The anti-trust body continued to explain that in terms of the Acquisition of a Dominant Position, the analysis shows that the acquisition of the target business by Foschini Botswana will result in an insignificant combined market share in the relevant market.
This made CCA reach to a conclusion that there is no case of an acquisition of a dominant position in the market under consideration or any other market on the account of the proposed transaction.
What supports the merger according to CCA is that it is in compliance with regards to ‘Public Interest Considerations’ because the findings of the assessment revealed that the transaction is as a result of the need for a Business Rescue by the target enterprise. This is so because in the event that the proposed transaction fails, it will translate into the loss of the employment positions at the target business.
“On that note the Authority (CCA) found it necessary to ensure that the proposed merger does not result in any retrenchments or redundancies. In light of this, the assessment revealed the critical need to protect the employees of the merged entity from possible merger specific retrenchments/ redundancies,” said CCA.
Before making a determination that the recently proposed transaction is not likely to result in the prevention or substantial lessening of competition or endanger the continuity of the services offered in the relevant market, CCA said it then moved into a concern for public interest which is a protection enshrined in the Competition Act of 2018.
CCA’s concern was mostly loss of livelihood or employment by 126 Batswana workers at Jet stores, stating that possible retrenchments or redundancies may arise as a result of implementation of the proposed merger.
Much to the desire of trade union or labour movements in Botswana and across Southern Africa where the Jet stores are stemmed-who also raised concerns about the retail’s workers job security- CCA subjects Foschini to keep the target entity 126 workers.
“There shall be no merger specific retrenchments or redundancies that may affect the employees of the merged enterprises. For clarity, merger specific retrenchments or redundancies do not include (the list is not exhaustive): i. voluntary retrenchment and/or voluntary separation arrangements; ii. Voluntary early retirement packages; iii. Unreasonable refusals to be redeployed; iv. Resignations or retirements in the ordinary course of business; v. retrenchments lawfully effected for operational requirements unrelated to the Merger; and vi. Terminations in the ordinary course of business, including but not limited to, dismissals as a result of misconduct or poor performance,” said CCA.
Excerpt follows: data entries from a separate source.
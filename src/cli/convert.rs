//! Conversion of engine values to and from JSON

use serde_json::{Value, json};

use crate::ast::{Clause, Token};

/// Token sequence as a JSON array of tagged objects.
pub fn tokens_to_json(tokens: &[Token]) -> Result<Value, serde_json::Error> {
    serde_json::to_value(tokens)
}

/// Clause list as an array of arrays of literal texts.
pub fn clauses_to_json(clauses: &[Clause]) -> Value {
    Value::Array(clauses.iter().map(clause_to_json).collect())
}

pub fn clause_to_json(clause: &Clause) -> Value {
    json!(clause.texts())
}

/// Parse a JSON array of strings naming the literals that hold.
pub fn parse_truths(input: &str) -> Result<Vec<String>, serde_json::Error> {
    serde_json::from_str(input)
}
CCA also orders that Foschini informs it about all the details of 126 Jet employees within thirty (30) days of the merger approval date. CCA should also know information of when Foschini is implementing the merger, within 30 days of the approval date.
Other conditions include Foschini sharing a copy of the conditions of approval to all employees of the Jet or their respective representatives within ten (10) days of the approval date.
“Should vacancies arise in the target, the merged enterprise shall consider previous employment at one of the non-transferring Jet stores to be a positive factor to be taken into account in the consideration of offering potential employment,” said CCA.
According to CCA, in cases of any job losses, for the Authority to assess whether the retrenchments or redundancies are merger specific, at least three months before (to the extent that this deadline can be practically achieved and in terms of the prevailing and legally required employment practices) any retrenchments or redundancies are to take place, inform the Authority of: i. The intended retrenchments; ii. The reasons for the retrenchments; iii. The number and categories of employees affected; iv. The expected date of the retrenchments.